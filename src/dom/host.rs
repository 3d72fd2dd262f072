// The document collaborator: the only place stylesheets are physically inserted or removed
use std::fmt;

use super::config::InsertOptions;
use crate::error::HostError;

pub trait StyleHost: fmt::Debug + Send + Sync {
    /// Insert a `<style>` element with `id` in its `options.mark` attribute, or update the
    /// text and attributes of the element already carrying that id.
    fn insert_or_update_style(&self, css: &str, id: &str, options: &InsertOptions) -> Result<(), HostError>;

    /// Remove the element carrying `id` in its `mark` attribute, if any
    fn remove_style(&self, id: &str, mark: &str);

    /// Text of an existing element, used to reuse server-rendered stylesheets
    fn style_text(&self, id: &str, mark: &str) -> Option<String>;

    /// Apply `css` to a detached element with class `class_name` and report the computed
    /// value of `property`
    fn computed_value_of(&self, css: &str, class_name: &str, property: &str) -> Result<String, HostError>;
}
// Server-side extraction of every resident stylesheet
use rustc_hash::FxHashSet;

use crate::cache::{cache_key, CacheEntity};
use crate::dom::{ATTR_MARK, ATTR_TOKEN};
use crate::register::EFFECT_PREFIX;

/// Serialize a `<style>` element with escaped attributes and body
pub(crate) fn style_tag(attributes: &[(&str, &str)], css: &str) -> String {
    let mut tag = String::from("<style");
    for (name, value) in attributes {
        tag.push(' ');
        tag.push_str(name);
        tag.push_str("=\"");
        tag.push_str(&html_escape::encode_double_quoted_attribute(value));
        tag.push('"');
    }
    tag.push('>');
    tag.push_str(&html_escape::encode_style(css));
    tag.push_str("</style>");
    tag
}

/// Every resident stylesheet in cache order, each followed by the effect styles it
/// introduced. An effect shared by several scopes is emitted once. With `plain` the
/// bare CSS text is returned instead of `<style>` markup.
pub fn extract_style(cache: &CacheEntity, plain: bool) -> String {
    let mut out = String::new();
    let mut emitted_effects = FxHashSet::default();

    for (_, entry) in cache.style_entries() {
        if plain {
            out.push_str(&entry.css);
        } else {
            out.push_str(&style_tag(
                &[(ATTR_TOKEN, entry.token_key.as_str()), (ATTR_MARK, entry.style_id.as_str())],
                &entry.css,
            ));
        }

        for (name, effect) in entry.effects.iter() {
            if !emitted_effects.insert(name.to_string()) {
                continue;
            }
            if plain {
                out.push_str(effect);
            } else {
                let id = format!("{}{}", EFFECT_PREFIX, name);
                out.push_str(&style_tag(&[(ATTR_MARK, id.as_str())], effect));
            }
        }
    }
    out
}

/// Scope path to style id, shipped from server to client so hydration can reuse the
/// server-inserted text. Serialized as `path:styleId;path:styleId`.
#[derive(Debug, Clone, PartialEq, Default)]
pub struct CachePathMap {
    entries: Vec<(String, String)>,
}

impl CachePathMap {
    pub fn new() -> Self {
        Self::default()
    }

    /// Parse the serialized form. Malformed items are skipped.
    pub fn parse(text: &str) -> Self {
        let mut map = Self::new();
        for item in text.split(';') {
            let Some((path, style_id)) = item.trim().rsplit_once(':') else {
                continue;
            };
            if path.is_empty() || style_id.is_empty() {
                continue;
            }
            map.insert(path, style_id);
        }
        map
    }

    pub fn serialize(&self) -> String {
        self.entries
            .iter()
            .map(|(path, style_id)| format!("{}:{}", path, style_id))
            .collect::<Vec<_>>()
            .join(";")
    }

    pub fn get(&self, path: &str) -> Option<&str> {
        self.entries
            .iter()
            .find(|(p, _)| p == path)
            .map(|(_, style_id)| style_id.as_str())
    }

    pub fn insert(&mut self, path: impl Into<String>, style_id: impl Into<String>) {
        let path = path.into();
        let style_id = style_id.into();
        match self.entries.iter_mut().find(|(p, _)| *p == path) {
            Some(slot) => slot.1 = style_id,
            None => self.entries.push((path, style_id)),
        }
    }

    pub fn len(&self) -> usize {
        self.entries.len()
    }

    pub fn is_empty(&self) -> bool {
        self.entries.is_empty()
    }
}

/// Hydration map of every resident stylesheet
pub fn extract_cache_path_map(cache: &CacheEntity) -> CachePathMap {
    let mut map = CachePathMap::new();
    for (path, entry) in cache.style_entries() {
        map.insert(cache_key(&path), entry.style_id.clone());
    }
    map
}

#[cfg(test)]
mod tests {
    use super::*;
    use std::sync::Arc;

    use serde_json::json;

    use crate::cache::EffectRegistry;
    use crate::css::{Interpolation, Keyframes, StyleObject};
    use crate::engine::StyleContext;
    use crate::register::{register_style, RegisterInfo};

    fn server() -> StyleContext {
        StyleContext::default().with_effects(Arc::new(EffectRegistry::new()))
    }

    #[test]
    fn two_scopes_give_two_tags_in_registration_order() {
        let ctx = server();
        let button = register_style(&ctx, &RegisterInfo::new("t1", &["Button"]), || {
            json!({ ".btn": { "color": "red" } }).into()
        })
        .unwrap();
        let input = register_style(&ctx, &RegisterInfo::new("t2", &["Input"]), || {
            json!({ ".input": { "color": "blue" } }).into()
        })
        .unwrap();

        let html = extract_style(ctx.cache(), false);
        let expected = format!(
            r#"<style data-token="t1" data-css-hash="{}">.btn{{color:red;}}</style><style data-token="t2" data-css-hash="{}">.input{{color:blue;}}</style>"#,
            button.style_id(),
            input.style_id()
        );
        assert_eq!(html, expected);
        assert_eq!(html, extract_style(ctx.cache(), false));
        assert_eq!(html.matches("<style").count(), 2);
    }

    #[test]
    fn plain_mode_and_shared_effects() {
        let ctx = server();
        let fade = Keyframes::new("fade", json!({ "to": { "opacity": 1 } }));
        let style = |selector: &str| -> Interpolation {
            StyleObject::new()
                .with(selector, StyleObject::new().with("animationName", fade.clone()))
                .into()
        };
        let _a = register_style(&ctx, &RegisterInfo::new("t", &["A"]), || style(".a")).unwrap();
        let _b = register_style(&ctx, &RegisterInfo::new("t", &["B"]), || style(".b")).unwrap();

        assert_eq!(
            extract_style(ctx.cache(), true),
            ".a{animation-name:fade;}@keyframes fade{to{opacity:1;}}.b{animation-name:fade;}"
        );
        let html = extract_style(ctx.cache(), false);
        assert_eq!(html.matches(r#"data-css-hash="_effect-fade""#).count(), 1);
    }

    #[test]
    fn released_entries_are_not_extracted_with_auto_clear() {
        let mut ctx = server();
        ctx.config.auto_clear = true;
        let registration = register_style(&ctx, &RegisterInfo::new("t", &["A"]), || {
            json!({ "a": { "top": 0 } }).into()
        })
        .unwrap();
        drop(registration);
        assert_eq!(extract_style(ctx.cache(), false), "");
    }

    #[test]
    fn cache_path_map_survives_serialization() {
        let ctx = server();
        let a = register_style(&ctx, &RegisterInfo::new("t", &["A"]), || json!({ "a": { "top": 0 } }).into()).unwrap();

        let map = extract_cache_path_map(ctx.cache());
        assert_eq!(map.serialize(), format!("t%A:{}", a.style_id()));
        assert_eq!(CachePathMap::parse(&map.serialize()), map);
        assert_eq!(map.get("t%A"), Some(a.style_id()));
    }

    #[test]
    fn parse_skips_malformed_items() {
        let map = CachePathMap::parse("a:1;;broken; b:2");
        assert_eq!(map.len(), 2);
        assert_eq!(map.get("b"), Some("2"));
    }
}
________
Using the records above, state how many lines contain "input"; a single number is the whole answer.

4